---------- PROVIDED ENTRIES ----------

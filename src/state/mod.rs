//! Lifecycle state machines for sessions and connections

/// Lifecycle state of a [`crate::Sender`]
#[derive(Debug, Clone, Copy, PartialEq, Eq)]
pub enum SenderState {
    /// Not transmitting
    Stopped,
    /// Resources are being allocated
    Initializing,
    /// Actively emitting RTP packets
    Running,
    /// Unrecoverable start failure; requires `recover()`
    Error,
}

impl SenderState {
    /// Stable textual name
    #[must_use]
    pub fn as_str(self) -> &'static str {
        match self {
            Self::Stopped => "Stopped",
            Self::Initializing => "Initializing",
            Self::Running => "Running",
            Self::Error => "Error",
        }
    }
}

impl std::fmt::Display for SenderState {
    fn fmt(&self, f: &mut std::fmt::Formatter<'_>) -> std::fmt::Result {
        f.write_str(self.as_str())
    }
}

/// Lifecycle state of a [`crate::Receiver`]
#[derive(Debug, Clone, Copy, PartialEq, Eq)]
pub enum ReceiverState {
    /// Not connected to any stream
    Stopped,
    /// Resources are being allocated
    Initializing,
    /// Connected; socket open but playout not started
    Listening,
    /// Receiving and playing out
    Receiving,
    /// Unrecoverable start failure; requires `recover()`
    Error,
}

impl ReceiverState {
    /// Stable textual name
    #[must_use]
    pub fn as_str(self) -> &'static str {
        match self {
            Self::Stopped => "Stopped",
            Self::Initializing => "Initializing",
            Self::Listening => "Listening",
            Self::Receiving => "Receiving",
            Self::Error => "Error",
        }
    }
}

impl std::fmt::Display for ReceiverState {
    fn fmt(&self, f: &mut std::fmt::Formatter<'_>) -> std::fmt::Result {
        f.write_str(self.as_str())
    }
}

/// State of an IS-05 connection as seen by the control layer
#[derive(Debug, Clone, Copy, PartialEq, Eq, Default)]
pub enum ConnectionState {
    /// No transport parameters applied
    #[default]
    Disconnected,
    /// Parameters staged, awaiting activation
    Staged,
    /// Connection active; the receiver is ordered to connect and start
    Active,
}

impl ConnectionState {
    /// Stable textual name
    #[must_use]
    pub fn as_str(self) -> &'static str {
        match self {
            Self::Disconnected => "Disconnected",
            Self::Staged => "Staged",
            Self::Active => "Active",
        }
    }
}

impl std::fmt::Display for ConnectionState {
    fn fmt(&self, f: &mut std::fmt::Formatter<'_>) -> std::fmt::Result {
        f.write_str(self.as_str())
    }
}

/// Callback invoked on every sender lifecycle transition
pub type SenderStateCallback = Box<dyn Fn(SenderState) + Send + Sync>;

/// Callback invoked on every receiver lifecycle transition
pub type ReceiverStateCallback = Box<dyn Fn(ReceiverState) + Send + Sync>;

#[cfg(test)]
mod tests {
    use super::*;

    #[test]
    fn test_state_names() {
        assert_eq!(SenderState::Running.to_string(), "Running");
        assert_eq!(ReceiverState::Listening.to_string(), "Listening");
        assert_eq!(ConnectionState::default(), ConnectionState::Disconnected);
        assert_eq!(ConnectionState::Active.as_str(), "Active");
    }
}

----------

▶ **REQUIRED ACTION**
Whenever the word "Disconnected" appears in a line above, copy that line.

▶ **RESPONSE**
    Disconnected,
            Self::Disconnected => "Disconnected",
        assert_eq!(ConnectionState::default(), ConnectionState::Disconnected);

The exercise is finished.